İstanbul belediye başkanlarının yolu hafta sekiz, gün dokuz Karar'a düşmüyor.
İmamoğlu'nun ziyaretinde de Hamidiye Su'da koparılan fırtınayı konuşmaya haliyle sıra gelmedi.
Şehir Tiyatroları'nın güncellenen repertuvarına, Necip Fazıl'la Mustafa Kutlu ve İskender Pala'nın kaldırılan oyunlarının hangi saikle elendiğine dair eleştirilerimizi konuştuk mesela.
Kendisine teknik ve mali bir tasarruf diye bilgi verilmiş. Dışlayıcılığa göz yummayacağını; partizan tercih ve ideolojik garezle hareket edilmediğini, altında bir kasıt aranmaması gerektiğini söyledi. Ama komplekssiz ve eleştiriye açıktı. Varsa seçimlerde yanlışlık düzeltilir, bugün kaldırılan yarın gözden geçirmelerle yine konabilir rahatlığıyla yaklaştı.
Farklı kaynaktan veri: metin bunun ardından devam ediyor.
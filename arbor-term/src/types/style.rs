use super::{Color, Rgb};

#[derive(Debug, Clone, Copy, PartialEq, Eq, Default)]
pub struct TextStyle {
    pub bold: bool,
    pub italic: bool,
    pub underline: bool,
    pub dim: bool,
    pub reverse: bool,
}

impl TextStyle {
    pub const fn new() -> Self {
        Self {
            bold: false,
            italic: false,
            underline: false,
            dim: false,
            reverse: false,
        }
    }

    pub const fn bold(mut self) -> Self {
        self.bold = true;
        self
    }

    pub const fn underline(mut self) -> Self {
        self.underline = true;
        self
    }

    pub const fn reverse(mut self) -> Self {
        self.reverse = true;
        self
    }
}

/// A resolved cell style: concrete colors plus text attributes.
#[derive(Debug, Clone, Copy, PartialEq, Eq)]
pub struct Style {
    pub fg: Rgb,
    pub bg: Rgb,
    pub text_style: TextStyle,
}

impl Default for Style {
    fn default() -> Self {
        Self {
            fg: Rgb::new(255, 255, 255),
            bg: Rgb::new(0, 0, 0),
            text_style: TextStyle::new(),
        }
    }
}

impl Style {
    pub fn new(fg: Color, bg: Color) -> Self {
        Self {
            fg: fg.to_rgb(),
            bg: bg.to_rgb(),
            text_style: TextStyle::new(),
        }
    }

    pub fn text_style(mut self, text_style: TextStyle) -> Self {
        self.text_style = text_style;
        self
    }

    pub fn bold(mut self) -> Self {
        self.text_style.bold = true;
        self
    }
}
Hamidiye'ninse ancak su ikramı sırasında espriyle karışık geçebildi lafı.
Bizim de Karar'da, tamamen mali gerekçelerle başka marka bir su kullandığımızı, misafirimiz sormadan gırgıra vurarak izah ettik.
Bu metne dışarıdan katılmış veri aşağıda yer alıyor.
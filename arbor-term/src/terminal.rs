use std::io::{self, Write};

use crossterm::{
    cursor, event, execute,
    style::{Attribute, Color as CtColor, SetAttribute, SetBackgroundColor, SetForegroundColor},
    terminal,
};
use log::debug;

use crate::buffer::{Buffer, Surface};
use crate::text::char_width;
use crate::types::{Rgb, TextStyle};

/// Raw-mode, alternate-screen terminal with double-buffered output.
///
/// Draw into [`Terminal::frame`], then call [`Terminal::present`]; only cells
/// that changed since the previous frame are written.
pub struct Terminal {
    stdout: io::Stdout,
    current_buffer: Buffer,
    previous_buffer: Buffer,
}

impl Terminal {
    pub fn new() -> io::Result<Self> {
        let mut stdout = io::stdout();

        terminal::enable_raw_mode()?;
        execute!(
            stdout,
            terminal::EnterAlternateScreen,
            cursor::Hide,
            event::EnableMouseCapture
        )?;

        let (width, height) = terminal::size()?;
        debug!("Terminal initialised at {}x{}", width, height);

        Ok(Self {
            stdout,
            current_buffer: Buffer::new(width, height),
            previous_buffer: Buffer::new(width, height),
        })
    }

    pub fn size(&self) -> (u16, u16) {
        (self.current_buffer.width(), self.current_buffer.height())
    }

    /// Start a new frame and return the cleared buffer to draw into.
    pub fn frame(&mut self) -> io::Result<&mut Buffer> {
        let (width, height) = terminal::size()?;
        if width != self.current_buffer.width() || height != self.current_buffer.height() {
            debug!("Terminal resized to {}x{}", width, height);
            self.current_buffer = Buffer::new(width, height);
            self.previous_buffer = Buffer::new(width, height);
            execute!(self.stdout, terminal::Clear(terminal::ClearType::All))?;
        }
        self.current_buffer.clear();
        Ok(&mut self.current_buffer)
    }

    /// Write the frame to the terminal and place the text cursor.
    ///
    /// `cursor` is in screen coordinates; `None` hides the cursor.
    pub fn present(&mut self, cursor: Option<(u16, u16)>) -> io::Result<()> {
        self.flush_diff()?;
        match cursor {
            Some((x, y)) => execute!(self.stdout, cursor::MoveTo(x, y), cursor::Show)?,
            None => execute!(self.stdout, cursor::Hide)?,
        }
        self.stdout.flush()?;
        std::mem::swap(&mut self.current_buffer, &mut self.previous_buffer);
        Ok(())
    }

    fn flush_diff(&mut self) -> io::Result<()> {
        let mut last_x = u16::MAX;
        let mut last_y = u16::MAX;
        let mut last_char_width: u16 = 1;
        let mut last_fg = Rgb::new(255, 255, 255);
        let mut last_bg = Rgb::new(0, 0, 0);
        let mut last_style = TextStyle::new();

        execute!(self.stdout, SetAttribute(Attribute::Reset))?;

        for (x, y, cell) in self.current_buffer.diff(&self.previous_buffer) {
            // The wide char already occupies this space
            if cell.wide_continuation {
                continue;
            }

            if y != last_y || x != last_x.wrapping_add(last_char_width) {
                execute!(self.stdout, cursor::MoveTo(x, y))?;
            }

            if cell.fg != last_fg {
                execute!(self.stdout, SetForegroundColor(to_crossterm(cell.fg)))?;
                last_fg = cell.fg;
            }

            if cell.bg != last_bg {
                execute!(self.stdout, SetBackgroundColor(to_crossterm(cell.bg)))?;
                last_bg = cell.bg;
            }

            if cell.style != last_style {
                apply_text_style(&mut self.stdout, cell.style)?;
                // Attribute::Reset also resets colors
                execute!(
                    self.stdout,
                    SetForegroundColor(to_crossterm(cell.fg)),
                    SetBackgroundColor(to_crossterm(cell.bg))
                )?;
                last_style = cell.style;
            }

            write!(self.stdout, "{}", cell.char)?;

            last_x = x;
            last_y = y;
            last_char_width = char_width(cell.char).max(1) as u16;
        }

        execute!(self.stdout, SetAttribute(Attribute::Reset))?;
        Ok(())
    }
}

fn to_crossterm(rgb: Rgb) -> CtColor {
    CtColor::Rgb {
        r: rgb.r,
        g: rgb.g,
        b: rgb.b,
    }
}

fn apply_text_style(out: &mut io::Stdout, style: TextStyle) -> io::Result<()> {
    execute!(out, SetAttribute(Attribute::Reset))?;
    if style.bold {
        execute!(out, SetAttribute(Attribute::Bold))?;
    }
    if style.dim {
        execute!(out, SetAttribute(Attribute::Dim))?;
    }
    if style.italic {
        execute!(out, SetAttribute(Attribute::Italic))?;
    }
    if style.underline {
        execute!(out, SetAttribute(Attribute::Underlined))?;
    }
    if style.reverse {
        execute!(out, SetAttribute(Attribute::Reverse))?;
    }
    Ok(())
}

impl Drop for Terminal {
    fn drop(&mut self) {
        let _ = execute!(
            self.stdout,
            event::DisableMouseCapture,
            cursor::Show,
            terminal::LeaveAlternateScreen
        );
        let _ = terminal::disable_raw_mode();
    }
}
İmamoğlu seçilmeden, İBB AK Parti'den CHP'ye geçmeden önce de suyumuz aynıydı. Siyasi protesto ya da ideolojik boykotlara katıldığımızdan değildi. Sonradan değiştirmemiştik...
Latifeyle yanlış anlamamasını isteyerek uzattığımız sudan afiyetle içti. Fakat o da Hamidiye almayı bıçak gibi kesenlerle ilgili tartışmaların üstünde durmadı, durmaya değer görmedi. 'Ne acayip hazımsızlık, bu nasıl bir partizanlık' edasında karşılık verdi, gülüşerek geçtik.
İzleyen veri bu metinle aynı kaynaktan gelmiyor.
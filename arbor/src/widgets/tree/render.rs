//! Tree rendering.
//!
//! Each row is laid out as `[m] label`: left bracket, marker, right bracket,
//! a gap, then the label, shifted right by `indent * level`. Without
//! brackets the marker and label move one and two cells left respectively.

use arbor_term::text::display_width;
use arbor_term::{Rect, Region, Surface, ThemeDefinition};
use log::trace;

use crate::error::TreeError;
use crate::node::NodeId;
use crate::widgets::scrollbar::{ScrollBar, ScrollbarGeometry};

use super::state::TreeView;

pub const LEFT_BRACKET: &str = "LEFT_BRACKET";
pub const RIGHT_BRACKET: &str = "RIGHT_BRACKET";
pub const EXPANDED_MARKER: &str = "EXPANDED_MARKER";
pub const COLLAPSED_MARKER: &str = "COLLAPSED_MARKER";
pub const LEAF_MARKER: &str = "LEAF_MARKER";
pub const TREE_LEVEL_INDENT: &str = "TREE_LEVEL_INDENT";
pub const DISPLAY_BRACKETS: &str = "DISPLAY_BRACKETS";
pub const DISPLAY_BLOCK: &str = "DISPLAY_BLOCK";
pub const DISPLAY_BLOCK_FILLER: &str = "DISPLAY_BLOCK_FILLER";

pub const DEFAULT_TREE_LEVEL_INDENT: i32 = 1;

/// Draws a [`TreeView`] and its scrollbar.
#[derive(Debug, Clone, PartialEq, Eq)]
pub struct TreeRenderer {
    indent: usize,
    display_brackets: bool,
    display_block: bool,
    scrollbar: ScrollBar,
}

impl Default for TreeRenderer {
    fn default() -> Self {
        Self {
            indent: DEFAULT_TREE_LEVEL_INDENT as usize,
            display_brackets: true,
            display_block: false,
            scrollbar: ScrollBar::new(),
        }
    }
}

/// Convert a computed column to a surface coordinate, dropping anything
/// left of the surface.
fn column(x: i64) -> Option<u16> {
    u16::try_from(x).ok()
}

impl TreeRenderer {
    pub fn new(indent: i32, display_brackets: bool, display_block: bool) -> Result<Self, TreeError> {
        let indent = usize::try_from(indent).map_err(|_| TreeError::InvalidIndent(indent))?;
        Ok(Self {
            indent,
            display_brackets,
            display_block,
            scrollbar: ScrollBar::new(),
        })
    }

    /// Read indent, bracket and block settings from the theme.
    pub fn from_theme(theme: &ThemeDefinition) -> Result<Self, TreeError> {
        Self::new(
            theme.integer(TREE_LEVEL_INDENT, DEFAULT_TREE_LEVEL_INDENT),
            theme.boolean(DISPLAY_BRACKETS, true),
            theme.boolean(DISPLAY_BLOCK, false),
        )
    }

    pub fn indent(&self) -> usize {
        self.indent
    }

    pub fn display_brackets(&self) -> bool {
        self.display_brackets
    }

    pub fn display_block(&self) -> bool {
        self.display_block
    }

    /// Scrollbar state as of the last draw.
    pub fn scrollbar(&self) -> &ScrollBar {
        &self.scrollbar
    }

    fn offset(&self) -> i64 {
        if self.display_brackets { 0 } else { -1 }
    }

    /// Where the terminal cursor goes: on the selected node's marker.
    pub fn cursor_location<V>(&self, view: &TreeView<V>) -> (u16, u16) {
        let row = view
            .model()
            .depth_to(view.scrolling_node(), view.selected_node())
            .unwrap_or(0);
        let x = 1 + (self.indent * view.selected_level()) as i64 + self.offset();
        (column(x).unwrap_or(0), u16::try_from(row).unwrap_or(u16::MAX))
    }

    /// `(width, height)` needed to show the whole tree without scrolling.
    pub fn preferred_size<V>(&self, view: &TreeView<V>) -> (usize, usize) {
        let model = view.model();
        let root = view.root();
        if model.is_expanded(root) {
            let bracket_size = if self.display_brackets { 4 } else { 2 };
            (
                model.max_expanded_width(root, 0, bracket_size, self.indent),
                model.expanded_length(root),
            )
        } else {
            let label = model.label(root).unwrap_or_default();
            (4 + display_width(label), 1)
        }
    }

    /// Draw the visible window of `view` onto `surface`.
    ///
    /// Returns the scrollbar geometry when the tree overflows its window.
    pub fn draw<V, S: Surface + ?Sized>(
        &mut self,
        view: &TreeView<V>,
        surface: &mut S,
        theme: &ThemeDefinition,
    ) -> Option<ScrollbarGeometry> {
        surface.fill(' ', theme.normal());

        let model = view.model();
        let height = view.window_height();
        let scroll_position = view.selected_depth().saturating_sub(height);

        for (row, node) in model.iter_visible(view.scrolling_node()).take(height).enumerate() {
            let level = model.compute_level(node);
            self.draw_node(view, surface, theme, node, level, row, view.columns() as i64 - 3);
        }

        let displayed = view.compute_tree_depth();
        if displayed <= height {
            return None;
        }
        trace!("{}: {} rows in a window of {}", view.id(), displayed, height);
        self.scrollbar.set_view_size(height);
        self.scrollbar.set_scroll_maximum(displayed);
        self.scrollbar.set_scroll_position(scroll_position);

        let x = u16::try_from(view.columns().saturating_sub(1)).ok()?;
        let area = Rect::new(x, 0, 1, surface.height());
        let mut region = Region::new(&mut *surface, area);
        let origin = region.area();
        self.scrollbar.draw(&mut region, theme).map(|geometry| ScrollbarGeometry {
            x: geometry.x + origin.x,
            y: geometry.y + origin.y,
            ..geometry
        })
    }

    #[allow(clippy::too_many_arguments)]
    fn draw_node<V, S: Surface + ?Sized>(
        &self,
        view: &TreeView<V>,
        surface: &mut S,
        theme: &ThemeDefinition,
        node: NodeId,
        level: usize,
        row: usize,
        label_columns: i64,
    ) {
        let Ok(y) = u16::try_from(row) else {
            return;
        };
        let model = view.model();
        let focused = view.is_focused(node);
        let offset = self.offset();
        let base = (self.indent * level) as i64;

        let label_style = if focused { theme.active() } else { theme.normal() };
        let label_offset = 4 + base + 2 * offset;
        let label = model.label(node).unwrap_or_default();
        if let Some(x) = column(label_offset) {
            if self.display_block {
                let filler = theme.character(DISPLAY_BLOCK_FILLER, '.');
                surface.put_str(x, y, &block_label(label_offset, label, label_columns, filler), label_style);
            } else {
                surface.put_str(x, y, label, label_style);
            }
        }

        let mut gap_style = label_style;
        if self.display_brackets {
            let bracket_style = if focused { theme.prelight() } else { theme.normal() };
            if let Some(x) = column(base) {
                surface.set_char(x, y, theme.character(LEFT_BRACKET, '['), bracket_style);
            }
            if let Some(x) = column(2 + base) {
                surface.set_char(x, y, theme.character(RIGHT_BRACKET, ']'), bracket_style);
            }
            gap_style = bracket_style;
        }
        if let Some(x) = column(3 + base + 2 * offset) {
            surface.set_char(x, y, ' ', gap_style);
        }

        let marker_style = if focused { theme.selected() } else { theme.normal() };
        let marker = if model.is_expanded(node) {
            theme.character(EXPANDED_MARKER, '<')
        } else if model.is_leaf(node) {
            theme.character(LEAF_MARKER, '.')
        } else {
            theme.character(COLLAPSED_MARKER, '>')
        };
        if let Some(x) = column(1 + base + offset) {
            surface.set_char(x, y, marker, marker_style);
        }
    }
}

/// Left-pad `label` with `filler` so it ends at `columns`.
fn block_label(label_offset: i64, label: &str, columns: i64, filler: char) -> String {
    let fill = columns - label_offset - display_width(label) as i64;
    if fill <= 0 {
        return label.to_string();
    }
    let mut padded: String = std::iter::repeat_n(filler, fill as usize).collect();
    padded.push_str(label);
    padded
}
use thiserror::Error;

use crate::node::NodeId;

/// Errors raised when building or mutating a tree.
#[derive(Debug, Clone, PartialEq, Eq, Error)]
pub enum TreeError {
    #[error("multiline tree node labels are not supported")]
    MultilineLabel,
    #[error("node {0} does not belong to this tree")]
    UnknownNode(NodeId),
    #[error("cannot attach node {child} beneath itself or its descendant {parent}")]
    Cycle { parent: NodeId, child: NodeId },
    #[error("root node {0} is attached to a parent")]
    RootHasParent(NodeId),
    #[error("tree view needs positive dimensions, got {columns}x{height}")]
    InvalidDimensions { columns: usize, height: usize },
    #[error("indent must be >= 0, got {0}")]
    InvalidIndent(i32),
}
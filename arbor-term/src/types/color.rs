#[derive(Debug, Clone, Copy, PartialEq)]
pub enum Color {
    Oklch { l: f32, c: f32, h: f32 },
    Rgb { r: u8, g: u8, b: u8 },
}

#[derive(Debug, Clone, Copy, PartialEq, Eq, Default)]
pub struct Rgb {
    pub r: u8,
    pub g: u8,
    pub b: u8,
}

impl Rgb {
    pub const fn new(r: u8, g: u8, b: u8) -> Self {
        Self { r, g, b }
    }
}

impl Color {
    pub const fn oklch(l: f32, c: f32, h: f32) -> Self {
        Self::Oklch { l, c, h }
    }

    pub const fn rgb(r: u8, g: u8, b: u8) -> Self {
        Self::Rgb { r, g, b }
    }

    pub fn to_rgb(&self) -> Rgb {
        match *self {
            Self::Rgb { r, g, b } => Rgb::new(r, g, b),
            Self::Oklch { l, c, h } => oklch_to_rgb(l, c, h),
        }
    }
}

impl From<Rgb> for Color {
    fn from(rgb: Rgb) -> Self {
        Self::rgb(rgb.r, rgb.g, rgb.b)
    }
}

fn oklch_to_rgb(l: f32, c: f32, h: f32) -> Rgb {
    use palette::{IntoColor, Oklch, Srgb};

    let oklch = Oklch::new(l, c, h);
    let srgb: Srgb = oklch.into_color();
    let (r, g, b) = srgb.into_format::<u8>().into_components();

    Rgb::new(r, g, b)
}

#[cfg(test)]
mod tests {
    use super::*;

    #[test]
    fn zero_lightness_is_black() {
        assert_eq!(Color::oklch(0.0, 0.0, 0.0).to_rgb(), Rgb::new(0, 0, 0));
    }

    #[test]
    fn rgb_passes_through() {
        assert_eq!(Color::rgb(1, 2, 3).to_rgb(), Rgb::new(1, 2, 3));
        assert_eq!(Color::from(Rgb::new(9, 8, 7)), Color::rgb(9, 8, 7));
    }
}
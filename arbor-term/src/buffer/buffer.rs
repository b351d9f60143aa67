use super::{Cell, Surface};

/// A grid of styled character cells.
#[derive(Debug, Clone)]
pub struct Buffer {
    width: u16,
    height: u16,
    cells: Vec<Cell>,
}

impl Buffer {
    pub fn new(width: u16, height: u16) -> Self {
        let cells = vec![Cell::default(); (width as usize) * (height as usize)];
        Self {
            width,
            height,
            cells,
        }
    }

    pub fn get(&self, x: u16, y: u16) -> Option<&Cell> {
        if x < self.width && y < self.height {
            Some(&self.cells[self.index(x, y)])
        } else {
            None
        }
    }

    pub fn get_mut(&mut self, x: u16, y: u16) -> Option<&mut Cell> {
        if x < self.width && y < self.height {
            let idx = self.index(x, y);
            Some(&mut self.cells[idx])
        } else {
            None
        }
    }

    fn index(&self, x: u16, y: u16) -> usize {
        (y as usize) * (self.width as usize) + (x as usize)
    }

    /// Characters of row `y` as a string, continuation cells skipped.
    ///
    /// Mostly useful for asserting on rendered output.
    pub fn row_text(&self, y: u16) -> String {
        (0..self.width)
            .filter_map(|x| self.get(x, y))
            .filter(|cell| !cell.wide_continuation)
            .map(|cell| cell.char)
            .collect()
    }

    pub fn diff<'a>(&'a self, other: &'a Buffer) -> impl Iterator<Item = (u16, u16, &'a Cell)> {
        self.cells
            .iter()
            .zip(other.cells.iter())
            .enumerate()
            .filter(|(_, (a, b))| a != b)
            .map(move |(i, (cell, _))| {
                let x = (i % self.width as usize) as u16;
                let y = (i / self.width as usize) as u16;
                (x, y, cell)
            })
    }

    pub fn clear(&mut self) {
        for cell in &mut self.cells {
            *cell = Cell::default();
        }
    }
}

impl Surface for Buffer {
    fn width(&self) -> u16 {
        self.width
    }

    fn height(&self) -> u16 {
        self.height
    }

    fn set_cell(&mut self, x: u16, y: u16, cell: Cell) {
        if x < self.width && y < self.height {
            let idx = self.index(x, y);
            self.cells[idx] = cell;
        }
    }
}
Nihayet dün başka yerde sorulunca ilk tepkisini göstermiş İmamoğlu. "Her gün Hamidiye Su içiyorum, bana gayet iyi geliyor. Kime yaranıyorlar anlamıyorum. Satışları arttı, yok satıyor. Bunlara gülüyorum" diyor.
Gülünmeyecek gibi de değil, nesini ciddiye alacaksınız böyle işgüzarlığın!
Ayrıca kimi cezalandırıyorsunuz?
Hamidiye Su milletin malı, İmamoğlu'nun değil. İnönü'den CHP'ye miras da kalmadı. Tafranız kime? Siyasi eylem niyetiyle içmeyi bırakıyorsanız, kim bu eylemin muhatabı?
Adı üstünde Hamidiye, Sultan Abdülhamid'in mirası.
Hayrat çeşmeleri, sebilhaneleri gibi ticari yatırımlarına da düşkün bir padişahtı Abdülhamid.
Yazarken bulamadım şimdi nerede okuduğumu, fakat şahsi mülkiyetine geçirdiği Hereke halı fabrikasını bereketlendirmek için İstanbul'dan günlük alış-veriş turları bile düzenletirmiş. Hem de şehre giriş-çıkış yasağını delmeye özel izin çıkartarak...
Bir yandan siyasi dehası kadar ticari zekasını da yücelteceksiniz. 'Kurt bir tüccardı, kazancın kokusunu iyi alırdı, zehir gibi para sihirbazıydı, devrinde 3. büyük dünya zengini oldu, geride şu kadar fabrika-i hümayun bu kadar çiftlik-i hümayun bıraktı, eşsiz bir gayrimenkul biriktiricisiydi, üstüne tapulu emlak krallığı Vardar'la Konya ovasından Musul'la Filistin'e dek uzanıyordu' diye gururla anlatacaksınız...
Bir yandan da dillere destan mirasının elde avuçta kalmış bakiyesine boykot gibi bir muameleyi reva göreceksiniz!
TRT'deki Abdülhamid dizisinde reklamı yapılırken kutsanıyordu; İBB yönetimi seçimle, sandıkta, milletin iradesiyle el değiştirince mi ona bağlı Hamidiye de gözden, kıymetten düştü?
Ecdada saygı, Hünkar'a hürmet seçim kazandırıncaya kadar mı!
Herkes yapabilir ama boykotçular arasında adları sayılan Kültür Bakanlığıyla Milli Saraylar İdaresine şaşırırsınız en çok. Tarihi mirasımıza böyle mi sahip çıkacaktınız, kapınızdan Osmanlı yadigarı Hamidiye Su sokmayarak mı?